Photo Diary: CPH Open 2022
For the last three months, I’ve been galavanting through America and Europe. Yes, the weather was amazing. No, it was not raining like in Australia. Let’s move on. As far as travelling goes, this trip was not overly structured – sure there was some method to my roving madness, but this jaunt certainly leant heavily towards the madness side of the scales. Copenhagen was never a part of the itinerary.
Post Italy, my girlfriend and I had no flights booked anywhere (including back to Australia). A return ticket was considered. However, I realised Copenhagen Open was happening in June, and we were on the correct continent. We couldn’t miss it. Unlike Australia, travel distance isn’t an excuse – one lousy 3-hour flight and you’re in an entirely new country. So just like that, Copenhagen was now a part of the itinerary.
My words or photos don’t really do CPH Open justice – it should be high on the bucket list, regardless of whether you skate or not. However, if you like dancing in the street, drinking copious amounts of Aperol Spritz, and watching the world's best skateboarders tackle Copenhagen's pre-eminent skate spots, then the CPH Open is 1000% for you. You will never experience anything like it anywhere else. GO.

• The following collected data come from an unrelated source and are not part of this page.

pub mod config;
pub mod db;
pub mod errors;
pub mod forms;
pub mod routes;
pub mod telemetry;
pub mod templates;
pub mod utils;
pub mod videos;
pub mod youtube;

use sqlx::SqlitePool;
use std::sync::Arc;

use crate::config::Settings;

#[derive(Clone)]
pub struct InnerState {
    pub db: SqlitePool,
    pub settings: Arc<Settings>,
}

Kicking off the festivities, the first event was held at Copenhagen's most hesh DIY bowl, ‘Mimersparken’ under the bridge. If you were lucky enough to find a vantage point, the skating that afternoon was pure insanity: all carnage and speed. To put things into perspective, Chris Russel hit the fucking ceiling. Afterwards, the party spilt onto the basketball courts, where the international pros got smoked by local basketball protégées. Tunes by the Soundbok DJ’s filled the courts and streets and would continue to do so for the coming days.
'CPH Open is a movement. An organic adventure set into motion by the people who turn up with big love and good energy. CPH Open is proof that through skateboarding, we can create the best of times and forge long-lasting relationships.

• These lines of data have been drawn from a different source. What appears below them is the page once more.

//! The `Video` entity and its store.
//!
//! Every write goes through [`create`] or [`update`], which derive the
//! `video_id` from the URL before touching the database. A URL that does not
//! yield an identifier aborts the write, so no row ever holds a stale or
//! missing `video_id`.

use sqlx::{FromRow, SqlitePool};
use std::fmt;

use crate::youtube::{extract_video_id, VideoIdError};

pub const MAX_NAME_LENGTH: usize = 200;
pub const MAX_URL_LENGTH: usize = 400;
pub const MAX_VIDEO_ID_LENGTH: usize = 40;

const VIDEO_COLUMNS: &str = "id, name, url, notes, video_id";

#[derive(Debug, Clone, PartialEq, Eq, FromRow)]
pub struct Video {
    pub id: i64,
    pub name: String,
    pub url: String,
    pub notes: Option<String>,
    pub video_id: String,
}

impl Video {
    pub fn embed_url(&self) -> String {
        format!("https://www.youtube.com/embed/{}", self.video_id)
    }
}

impl fmt::Display for Video {
    fn fmt(&self, f: &mut fmt::Formatter<'_>) -> fmt::Result {
        let notes: String = self
            .notes
            .as_deref()
            .unwrap_or_default()
            .chars()
            .take(200)
            .collect();
        write!(
            f,
            "ID: {}, Name: {}, URL: {}, Notes: {}",
            self.id, self.name, self.url, notes
        )
    }
}

/// User-supplied fields of a video. `video_id` is never part of it.
#[derive(Debug, Clone, PartialEq, Eq)]
pub struct NewVideo {
    pub name: String,
    pub url: String,
    pub notes: Option<String>,
}

#[derive(thiserror::Error, Debug)]
pub enum SaveError {
    #[error("Invalid video URL: {0}")]
    InvalidUrl(#[from] VideoIdError),

    #[error("Duplicate video ID: {0}")]
    DuplicateVideoId(String),

    #[error("Database error: {0}")]
    Database(#[from] sqlx::Error),
}

fn derive_video_id(url: &str) -> Result<String, SaveError> {
    let video_id = extract_video_id(url)?;

    // The column is capped; an identifier that cannot be stored is treated
    // like any other unusable URL.
    if video_id.chars().count() > MAX_VIDEO_ID_LENGTH {
        return Err(SaveError::InvalidUrl(VideoIdError::InvalidYoutubeUrl));
    }

    Ok(video_id)
}

fn map_write_error(err: sqlx::Error, video_id: &str) -> SaveError {
    match err {
        sqlx::Error::Database(ref db_err) if db_err.is_unique_violation() => {
            SaveError::DuplicateVideoId(video_id.to_string())
        }
        other => SaveError::Database(other),
    }
}

/// Validates the URL, then inserts the video in its own transaction.
#[tracing::instrument(name = "Create video", skip(db, video), fields(url = %video.url))]
pub async fn create(db: &SqlitePool, video: &NewVideo) -> Result<Video, SaveError> {
    let video_id = derive_video_id(&video.url)?;

    let mut tx = db.begin().await?;

    let created = sqlx::query_as::<_, Video>(&format!(
        "INSERT INTO videos (name, url, notes, video_id) VALUES (?, ?, ?, ?) RETURNING {}",
        VIDEO_COLUMNS
    ))
    .bind(&video.name)
    .bind(&video.url)
    .bind(&video.notes)
    .bind(&video_id)
    .fetch_one(&mut *tx)
    .await
    .map_err(|e| map_write_error(e, &video_id))?;

    tx.commit().await?;

    tracing::debug!("Created {}", created);
    Ok(created)
}

/// Replaces the user-supplied fields of an existing video and re-derives its
/// `video_id` from the new URL.
#[tracing::instrument(name = "Update video", skip(db, video), fields(url = %video.url))]
pub async fn update(db: &SqlitePool, id: i64, video: &NewVideo) -> Result<Video, SaveError> {
    let video_id = derive_video_id(&video.url)?;

    let mut tx = db.begin().await?;

    let updated = sqlx::query_as::<_, Video>(&format!(
        "UPDATE videos SET name = ?, url = ?, notes = ?, video_id = ? WHERE id = ? RETURNING {}",
        VIDEO_COLUMNS
    ))
    .bind(&video.name)
    .bind(&video.url)
    .bind(&video.notes)
    .bind(&video_id)
    .bind(id)
    .fetch_optional(&mut *tx)
    .await
    .map_err(|e| map_write_error(e, &video_id))?
    .ok_or(SaveError::Database(sqlx::Error::RowNotFound))?;

    tx.commit().await?;

    tracing::debug!("Updated {}", updated);
    Ok(updated)
}

/// Lists videos ordered by case-insensitive name, oldest first on ties. With
/// a search term only names containing it (ignoring case) are returned.
pub async fn list(db: &SqlitePool, search_term: Option<&str>) -> Result<Vec<Video>, sqlx::Error> {
    match search_term {
        Some(term) => {
            sqlx::query_as::<_, Video>(&format!(
                "SELECT {} FROM videos WHERE instr(lower(name), lower(?)) > 0 ORDER BY lower(name), id",
                VIDEO_COLUMNS
            ))
            .bind(term)
            .fetch_all(db)
            .await
        }
        None => {
            sqlx::query_as::<_, Video>(&format!(
                "SELECT {} FROM videos ORDER BY lower(name), id",
                VIDEO_COLUMNS
            ))
            .fetch_all(db)
            .await
        }
    }
}

#[cfg(test)]
pub(crate) async fn find(db: &SqlitePool, id: i64) -> Result<Option<Video>, sqlx::Error> {
    sqlx::query_as::<_, Video>(&format!("SELECT {} FROM videos WHERE id = ?", VIDEO_COLUMNS))
        .bind(id)
        .fetch_optional(db)
        .await
}

#[cfg(test)]
pub(crate) async fn count(db: &SqlitePool) -> Result<i64, sqlx::Error> {
    sqlx::query_scalar::<_, i64>("SELECT COUNT(*) FROM videos")
        .fetch_one(db)
        .await
}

Pro Tip 01: A push bike is your best friend in Copenhagen. Forget about Ubers and cars, cop yourself a bike to get around – just don’t forget to lock the thing up!
We missed the first ‘hill bomb / longest slappy’ contest at The Black Plaza as we were exploring Copenhagen. No complaints, as we were slightly dusty from the previous day and a slower start was somewhat necessary.
Pro Tip 02: Copenhagen Medical Museum is a must-see, although it is not for the faint-hearted. It’s pretty messed up.
Along the footpath from The Black Plaza, we found The Red Plaza, where the second event of the day was about to kick off. Normally, the space is an open skate plaza, with the likes of ledges, curbs, etc. However, for this event, the "world's best quarter pipe" was also occupying the space. The organised chaos of the Open Jam entertained punters for hours before the unofficial-official heats kicked off between a variety of pros from around the world. No one really won… CPH Open isn’t about winning.
Aperol Spritz was aplenty that afternoon thanks to a small bar manned by Nick Boserio and friends. Amongst the chaos, Denmark's very own Ville Wester turned pro for Polar. Raised bottles of Prosecco soon filled the sky.
When the skating stops, the DJs take control of the party, when the DJs stop, the punters take over the music with their speakers. That night we partied in the streets of Red Square before cycling to the 'Meatpacking District’ to continue partying into the early hours. The lineup to the club was massive but we thought fuck it… when in Copenhagen, right?
Unfortunately, day three would mark our final day. However, it was set to be a big one… again.
Whereas the events of the first two days were easily accessible by bike, day three was a little different and required a 30-minute train ride west to ‘Høje Tåstrup’.
Høje Tåstrup seemed like a newly developed town with not too much on offer except for one of the nicest (and apparently longest?) skateparks I’ve ever laid my eyes upon. There is also a ginormous shopping mall neighbouring the skatepark, which was quickly rinsed of all beer supplies. The day kicked off with a kink rail challenge followed by a bowl session featuring some heavy hitters including Rune Glifberg, who helped design the park. The sweet sounds of crunching metal rattled off the pool coping as the four-man heats went down. Winners were determined and prize money was handed out. Again, there is no real winner at CPH Skate... except for everyone.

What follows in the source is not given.